◆ **Record set**
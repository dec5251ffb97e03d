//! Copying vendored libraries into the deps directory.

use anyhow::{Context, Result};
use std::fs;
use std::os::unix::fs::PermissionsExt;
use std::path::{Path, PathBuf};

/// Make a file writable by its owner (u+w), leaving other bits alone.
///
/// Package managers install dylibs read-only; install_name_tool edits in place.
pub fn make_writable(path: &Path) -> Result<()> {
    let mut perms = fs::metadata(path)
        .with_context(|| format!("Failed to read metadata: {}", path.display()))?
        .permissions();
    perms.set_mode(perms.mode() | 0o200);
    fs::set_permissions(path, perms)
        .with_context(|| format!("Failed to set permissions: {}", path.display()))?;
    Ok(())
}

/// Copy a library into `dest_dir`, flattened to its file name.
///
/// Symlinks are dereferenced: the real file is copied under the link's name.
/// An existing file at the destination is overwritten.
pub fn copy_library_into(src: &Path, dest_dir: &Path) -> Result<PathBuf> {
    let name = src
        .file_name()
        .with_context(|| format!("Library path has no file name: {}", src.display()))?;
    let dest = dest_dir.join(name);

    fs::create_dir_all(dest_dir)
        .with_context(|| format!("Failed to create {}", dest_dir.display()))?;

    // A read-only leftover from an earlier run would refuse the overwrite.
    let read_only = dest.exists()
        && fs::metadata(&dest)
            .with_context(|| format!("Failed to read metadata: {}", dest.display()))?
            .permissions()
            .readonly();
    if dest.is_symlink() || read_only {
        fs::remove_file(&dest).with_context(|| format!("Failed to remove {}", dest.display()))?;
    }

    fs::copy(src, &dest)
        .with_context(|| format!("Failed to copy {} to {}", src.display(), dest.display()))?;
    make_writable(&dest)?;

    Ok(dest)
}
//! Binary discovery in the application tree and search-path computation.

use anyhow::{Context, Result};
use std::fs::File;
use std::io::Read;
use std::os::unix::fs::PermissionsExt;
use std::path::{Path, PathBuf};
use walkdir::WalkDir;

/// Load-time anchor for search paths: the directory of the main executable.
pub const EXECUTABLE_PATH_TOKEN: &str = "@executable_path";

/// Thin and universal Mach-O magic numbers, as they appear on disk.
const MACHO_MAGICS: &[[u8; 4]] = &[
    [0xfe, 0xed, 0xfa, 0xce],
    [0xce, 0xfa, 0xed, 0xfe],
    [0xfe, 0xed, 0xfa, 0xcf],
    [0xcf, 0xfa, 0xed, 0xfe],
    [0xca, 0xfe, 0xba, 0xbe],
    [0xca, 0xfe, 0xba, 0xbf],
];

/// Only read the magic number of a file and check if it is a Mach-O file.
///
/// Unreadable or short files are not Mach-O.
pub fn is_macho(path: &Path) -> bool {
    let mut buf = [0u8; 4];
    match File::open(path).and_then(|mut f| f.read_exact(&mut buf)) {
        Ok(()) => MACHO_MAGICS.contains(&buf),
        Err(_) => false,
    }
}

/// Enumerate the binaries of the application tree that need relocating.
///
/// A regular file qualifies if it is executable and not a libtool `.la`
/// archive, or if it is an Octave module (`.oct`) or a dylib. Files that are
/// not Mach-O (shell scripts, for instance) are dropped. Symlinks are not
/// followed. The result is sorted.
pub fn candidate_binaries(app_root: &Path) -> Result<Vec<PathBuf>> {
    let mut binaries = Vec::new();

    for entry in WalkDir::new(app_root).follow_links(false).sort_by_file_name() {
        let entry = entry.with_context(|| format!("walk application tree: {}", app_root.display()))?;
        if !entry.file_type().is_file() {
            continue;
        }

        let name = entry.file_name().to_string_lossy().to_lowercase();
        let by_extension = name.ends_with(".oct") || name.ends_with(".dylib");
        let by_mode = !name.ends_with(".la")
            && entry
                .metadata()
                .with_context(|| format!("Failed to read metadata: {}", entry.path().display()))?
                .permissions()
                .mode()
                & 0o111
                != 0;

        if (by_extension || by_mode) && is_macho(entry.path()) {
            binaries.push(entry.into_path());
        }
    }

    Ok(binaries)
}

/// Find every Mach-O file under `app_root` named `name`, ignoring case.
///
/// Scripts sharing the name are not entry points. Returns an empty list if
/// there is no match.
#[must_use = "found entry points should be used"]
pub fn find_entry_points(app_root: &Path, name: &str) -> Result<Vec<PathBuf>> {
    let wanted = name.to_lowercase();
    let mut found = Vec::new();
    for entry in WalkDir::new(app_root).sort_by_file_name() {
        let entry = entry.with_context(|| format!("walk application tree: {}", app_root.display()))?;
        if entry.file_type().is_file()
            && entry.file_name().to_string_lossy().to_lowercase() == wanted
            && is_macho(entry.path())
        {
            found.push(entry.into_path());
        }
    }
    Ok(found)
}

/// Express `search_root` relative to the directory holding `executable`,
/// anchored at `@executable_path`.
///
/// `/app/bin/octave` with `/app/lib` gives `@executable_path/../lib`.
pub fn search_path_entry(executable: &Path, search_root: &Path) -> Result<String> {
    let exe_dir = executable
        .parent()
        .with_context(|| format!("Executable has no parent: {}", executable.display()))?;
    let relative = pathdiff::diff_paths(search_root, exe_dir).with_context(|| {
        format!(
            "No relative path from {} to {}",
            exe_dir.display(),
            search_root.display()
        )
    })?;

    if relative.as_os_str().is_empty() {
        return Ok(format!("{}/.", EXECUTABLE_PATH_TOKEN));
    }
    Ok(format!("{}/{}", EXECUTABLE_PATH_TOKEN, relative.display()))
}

◆ **Assignment**
How many of the lines above hold the word "directory"? State that number and nothing else.

◆ **Answer area**
3